When National Novel Writing Month begins, hundreds of writers have their sights set upon a lofty goal of writing 50,000 words. All those glorious zeroes sparkle like stars and many writers are sure that they can do this.
*record player scratches to a stop*
Pffffft. Uh, no. 😂
- Set up a different mind frame for your word count goals
- Set new goals
- Start writing!
50,000 words are a lot of words. In fact, I actually started one day early on NaNoWriMo because I didn’t think I would even be able to finish!
But here’s a new thought: what is that 50,000-word goal made up of?
If you said “words”, then you’re right! (duh, Julia)
That huge number of 50,000 is actually made up of just a bunch of singular words. 50,000, to be exact.
Way to go, Captain Obvious. When you think of it that way, you realize that each word actually is super important to get you to that goal.
As my title hints, every word counts. You notice this the most when you’re getting close to the end of your goal. You clack away excitedly, glancing at your word count every five seconds to check how many words you’ve done since those five seconds ago.
Something I’ve noticed is that it’s hard to see the smaller, bite-sized pieces to the puzzle when you’re looking at the big picture. That sparkly 50,000 with all those zeroes? Yeah, that one feels pretty darn impossible to do. (also, that’s how I feel whenever I think of getting through high school. So there’s that too. 😂)
Breathe, my friend. Let’s take a step back and look at some smaller goals.
When you’re doing NaNoWriMo in November, you know that you have 30 days to complete your goal. That’s an average of 1,667 words per day.
Or you can make great life choices like me and do 16,000 words in the last week. Which can sometimes still feel like a big number, I know. And I totally agree. That’s why for the majority of the month, I only did 1,000 a day or less.
If every word counts, then every smaller goal to lead up to the big sparkly goal counts as well. Aim for the smaller goals, and they’ll slowly lead you to your big goal.
Of course, this post, while centered around NaNoWriMo (since I learned these lessons from doing it) we also want to be able to take it and use it during 11 other months of the year when we don’t have to write 50,000 words.
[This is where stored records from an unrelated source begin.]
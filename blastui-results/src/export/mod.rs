//! Writing result tables and sequences to files, and reading tables back

pub mod delimited;
pub mod fasta;
pub mod xlsx;

pub use delimited::{read_delimited, write_delimited, write_delimited_to};
pub use fasta::{hit_sequences, write_hit_fasta, SequenceSource};
pub use xlsx::{read_xlsx, write_xlsx};

use crate::alignment::{format_alignments, DEFAULT_ALIGNMENT_WIDTH};
use crate::columns::Column;
use crate::hit::HitRecord;
use crate::result_set::ResultSet;
use blastui_core::{BlastUiResult, ExportError};
use std::fmt;
use std::io::{self, BufWriter, Write};
use std::path::Path;
use std::str::FromStr;
use tempfile::NamedTempFile;

#[derive(Debug, Clone, Copy, PartialEq, Eq)]
pub enum ExportFormat {
    Csv,
    Tsv,
    Xlsx,
    Fasta,
    /// Pairwise alignment text
    Text,
    Json,
}

impl ExportFormat {
    pub fn all() -> &'static [ExportFormat] {
        &[
            ExportFormat::Csv,
            ExportFormat::Tsv,
            ExportFormat::Xlsx,
            ExportFormat::Fasta,
            ExportFormat::Text,
            ExportFormat::Json,
        ]
    }

    pub fn extension(&self) -> &'static str {
        match self {
            ExportFormat::Csv => "csv",
            ExportFormat::Tsv => "tsv",
            ExportFormat::Xlsx => "xlsx",
            ExportFormat::Fasta => "fasta",
            ExportFormat::Text => "txt",
            ExportFormat::Json => "json",
        }
    }

    /// Guess the format from a file extension
    pub fn from_path(path: &Path) -> Option<Self> {
        let ext = path.extension()?.to_str()?.to_ascii_lowercase();
        match ext.as_str() {
            "fa" | "fas" | "fna" | "faa" => Some(ExportFormat::Fasta),
            "tab" => Some(ExportFormat::Tsv),
            other => other.parse().ok(),
        }
    }

    /// Formats that can be read back into a ResultSet
    pub fn is_importable(&self) -> bool {
        matches!(
            self,
            ExportFormat::Csv | ExportFormat::Tsv | ExportFormat::Xlsx | ExportFormat::Json
        )
    }
}

impl fmt::Display for ExportFormat {
    fn fmt(&self, f: &mut fmt::Formatter<'_>) -> fmt::Result {
        f.write_str(self.extension())
    }
}

impl FromStr for ExportFormat {
    type Err = ExportError;

    fn from_str(s: &str) -> Result<Self, Self::Err> {
        match s.trim().to_ascii_lowercase().as_str() {
            "csv" => Ok(ExportFormat::Csv),
            "tsv" => Ok(ExportFormat::Tsv),
            "xlsx" | "excel" => Ok(ExportFormat::Xlsx),
            "fasta" => Ok(ExportFormat::Fasta),
            "txt" | "text" | "alignments" => Ok(ExportFormat::Text),
            "json" => Ok(ExportFormat::Json),
            other => Err(ExportError::UnsupportedFormat(other.to_string())),
        }
    }
}

#[derive(Debug, Clone)]
pub struct ExportOptions {
    /// Table columns, in output order
    pub columns: Vec<Column>,
    pub line_width: usize,
    pub sequence_source: SequenceSource,
}

impl Default for ExportOptions {
    fn default() -> Self {
        Self {
            columns: Column::blast_columns(),
            line_width: DEFAULT_ALIGNMENT_WIDTH,
            sequence_source: SequenceSource::Subject,
        }
    }
}

/// Write through a temp file in the destination directory, renamed into
/// place once complete. Readers never see a partial file.
pub fn write_atomic<F>(path: &Path, write: F) -> Result<(), ExportError>
where
    F: FnOnce(&mut dyn Write) -> io::Result<()>,
{
    let io_err = |source: io::Error| ExportError::Io {
        path: path.to_path_buf(),
        source,
    };
    let dir = match path.parent() {
        Some(parent) if !parent.as_os_str().is_empty() => parent,
        _ => Path::new("."),
    };

    let mut tmp = NamedTempFile::new_in(dir).map_err(io_err)?;
    {
        let mut writer = BufWriter::new(tmp.as_file_mut());
        write(&mut writer).map_err(io_err)?;
        writer.flush().map_err(io_err)?;
    }
    tmp.as_file().sync_all().map_err(io_err)?;
    tmp.persist(path).map_err(|e| io_err(e.error))?;
    tracing::debug!("Wrote {}", path.display());
    Ok(())
}

/// Export in any supported format
pub fn export_results(
    results: &ResultSet,
    path: &Path,
    format: ExportFormat,
    options: &ExportOptions,
) -> BlastUiResult<()> {
    match format {
        ExportFormat::Csv => write_delimited(results, path, b',', &options.columns)?,
        ExportFormat::Tsv => write_delimited(results, path, b'\t', &options.columns)?,
        ExportFormat::Xlsx => write_xlsx(results, path, &options.columns)?,
        ExportFormat::Fasta => {
            write_hit_fasta(results, path, options.sequence_source, options.line_width)?
        }
        ExportFormat::Text => {
            if results.is_empty() {
                return Err(ExportError::Empty.into());
            }
            let text = format_alignments(results, options.line_width)?;
            write_atomic(path, |w| w.write_all(text.as_bytes()))?;
        }
        ExportFormat::Json => results.save_json(path)?,
    }
    tracing::info!(
        "Exported {} hits as {} to {}",
        results.len(),
        format,
        path.display()
    );
    Ok(())
}

/// Read back a table written by [`export_results`]
pub fn import_results(path: &Path, format: ExportFormat) -> BlastUiResult<ResultSet> {
    match format {
        ExportFormat::Csv => read_delimited(path, b','),
        ExportFormat::Tsv => read_delimited(path, b'\t'),
        ExportFormat::Xlsx => read_xlsx(path),
        ExportFormat::Json => ResultSet::load_json(path),
        ExportFormat::Fasta | ExportFormat::Text => {
            Err(ExportError::UnsupportedFormat(format!("cannot import {}", format)).into())
        }
    }
}

/// Map a table header row onto columns. Derived and unknown headings are
/// skipped; every required column must be present.
pub(crate) fn header_columns<S: AsRef<str>>(
    headers: &[S],
) -> Result<Vec<Option<Column>>, ExportError> {
    let columns: Vec<Option<Column>> = headers
        .iter()
        .map(|h| h.as_ref().parse::<Column>().ok().filter(|c| !c.is_derived()))
        .collect();
    for required in crate::columns::REQUIRED_COLUMNS {
        if !columns.contains(&Some(required)) {
            return Err(ExportError::Encode {
                format: "table".to_string(),
                message: format!("missing required column '{}'", required),
            });
        }
    }
    Ok(columns)
}

/// Build one hit from a table row; `row` is 1-based including the header
pub(crate) fn hit_from_row<S: AsRef<str>>(
    columns: &[Option<Column>],
    fields: &[S],
    row: usize,
) -> BlastUiResult<HitRecord> {
    let mut hit = HitRecord::default();
    for (column, field) in columns.iter().zip(fields) {
        if let Some(column) = column {
            column
                .assign(&mut hit, field.as_ref())
                .map_err(|message| blastui_core::ParseError::new(row, message))?;
        }
    }
    hit.check()
        .map_err(|message| blastui_core::ParseError::new(row, message))?;
    Ok(hit)
}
When those months come along, it’s up to you to choose what your goal is. I am not going to talk about goal setting in writing today, because that is literally enough information for an entirely different post. (someday 😉) As you work toward those goals, make sure to remember that every word you write counts toward that big goal. You can’t reach that 50,000 without starting with 1. It’s just 50,000 smaller words.
Now it’s your turn!
Set a writing goal for this month, and start working toward it. Every word counts toward your end goal, and every word is a word in your story. You’ve got this. 😉
Do you set writing goals?
How do you like to work at your word count?